The fix isn’t complicated. A quick brine — either dry or wet — gives the chicken a moisture buffer so it stays tender under the fan. Combined with the right temperature, a flip halfway, and a short rest, you can consistently produce juicy air fryer chicken that rivals any pan-seared version.
The Two Brining Methods That Make A Difference
A dry brine means salting the chicken and letting it rest uncovered in the fridge for at least an hour, ideally overnight. Serious Eats recommends this technique for chicken thighs, but it works equally well on breasts. The salt penetrates the meat, seasoning it throughout, while the uncovered fridge time dries the surface — which helps the air fryer create that crackly, browned crust.
A wet brine is faster and equally effective. Dissolve salt in warm water, cool the solution (add a cup of ice to speed things up), then submerge the chicken for 1 to 2 hours. The saltwater soak helps the meat retain moisture during cooking. Pat the chicken dry after brining, then season and air fry.

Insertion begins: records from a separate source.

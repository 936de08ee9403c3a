//! Data models for the library manager

pub mod book;
pub mod borrow;
pub mod category;
pub mod identity;
pub mod outcome;

// Re-export commonly used types
pub use book::{Book, BookSummary, NewBook, UpdateBook};
pub use borrow::{BorrowRecord, BorrowedBook};
pub use category::Category;
pub use identity::Identity;
pub use outcome::{DeleteOutcome, InsertOutcome, UpdateOutcome};
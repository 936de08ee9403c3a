//! Borrow ledger service

use uuid::Uuid;

use crate::{
    error::{AppError, AppResult},
    models::{BorrowedBook, DeleteOutcome, Identity, InsertOutcome},
    repository::Repository,
};

fn book_not_found(e: AppError) -> AppError {
    match e {
        AppError::NotFound(_) => AppError::NotFound("Book not found!".to_string()),
        other => other,
    }
}

#[derive(Clone)]
pub struct BorrowService {
    repository: Repository,
}

impl BorrowService {
    pub fn new(repository: Repository) -> Self {
        Self { repository }
    }

    /// Borrow one copy of a book for the caller
    pub async fn borrow(&self, caller: &Identity, book_id: Uuid) -> AppResult<InsertOutcome> {
        let book = self
            .repository
            .books
            .get_by_id(book_id)
            .await
            .map_err(book_not_found)?;

        if !book.is_available() {
            return Err(AppError::NotAvailable(
                "Book is not available to borrow!".to_string(),
            ));
        }

        // checkout re-checks quantity atomically
        let record = self
            .repository
            .borrows
            .checkout(book_id, &caller.email)
            .await
            .map_err(book_not_found)?;

        tracing::info!(
            "Ledger: {} borrowed book {} (borrow {})",
            caller.email,
            book_id,
            record.id
        );
        Ok(InsertOutcome::new(record.id))
    }

    /// Return a borrowed copy; only the borrower may do this
    pub async fn return_book(&self, caller: &Identity, borrow_id: Uuid) -> AppResult<DeleteOutcome> {
        let record = self.repository.borrows.get_by_id(borrow_id).await?;
        if let Err(e) = caller.require_borrower(&record) {
            tracing::warn!("Ledger: {} denied return of borrow {}", caller.email, borrow_id);
            return Err(e);
        }

        self.repository.borrows.check_in(&record).await?;

        tracing::info!(
            "Ledger: {} returned book {} (borrow {})",
            caller.email,
            record.book_id,
            borrow_id
        );
        Ok(DeleteOutcome::new(1))
    }

    /// Ids of the books the caller currently holds
    pub async fn borrowed_book_ids(&self, caller: &Identity) -> AppResult<Vec<Uuid>> {
        self.repository.borrows.list_book_ids(&caller.email).await
    }

    /// Books the caller currently holds, with their borrow ids
    pub async fn borrowed_books(&self, caller: &Identity) -> AppResult<Vec<BorrowedBook>> {
        self.repository.borrows.list_borrowed_books(&caller.email).await
    }
}
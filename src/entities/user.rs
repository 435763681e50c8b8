//! User entity - staff accounts of a shop.
//!
//! The role is reflected by the client only; the server enforces it.

use serde::{Deserialize, Serialize};
use std::{fmt, str::FromStr};

/// Staff role. `SuperAdmin` sees purchase prices, financial aggregates and user management.
#[derive(Debug, Clone, Copy, PartialEq, Eq, Hash, Serialize, Deserialize)]
pub enum Role {
    /// Shop owner.
    SuperAdmin,
    /// Staff member.
    Admin,
}

impl Role {
    /// Wire and display name of the role.
    #[must_use]
    pub const fn as_str(self) -> &'static str {
        match self {
            Self::SuperAdmin => "SuperAdmin",
            Self::Admin => "Admin",
        }
    }

    /// Whether the role sees the owner-only affordances.
    #[must_use]
    pub const fn is_super_admin(self) -> bool {
        matches!(self, Self::SuperAdmin)
    }
}

impl fmt::Display for Role {
    fn fmt(&self, f: &mut fmt::Formatter<'_>) -> fmt::Result {
        f.write_str(self.as_str())
    }
}

impl FromStr for Role {
    type Err = String;

    fn from_str(s: &str) -> Result<Self, Self::Err> {
        match s.trim() {
            "SuperAdmin" => Ok(Self::SuperAdmin),
            "Admin" => Ok(Self::Admin),
            other => Err(format!("unknown role '{other}'")),
        }
    }
}

/// User record as returned by `/login`, `/register`, `/me` and `/users`.
#[derive(Debug, Clone, PartialEq, Eq, Serialize, Deserialize)]
pub struct User {
    /// Server id.
    pub id: i64,
    /// Display name.
    pub name: String,
    /// Login email.
    pub email: String,
    /// Access level.
    pub role: Role,
    /// Shop the account belongs to.
    #[serde(default, skip_serializing_if = "Option::is_none")]
    pub shop_id: Option<i64>,
}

Why Some Air Fryer Chicken Turns Out Dry
Lean chicken breast has almost no fat to begin with, and the air fryer’s high-velocity fan pushes hot air across every surface. Moisture evaporates rapidly. Without a buffer, the meat’s internal moisture escapes faster than it can redistribute. That’s why even perfectly cooked chicken can taste dry when cooked directly in the air fryer.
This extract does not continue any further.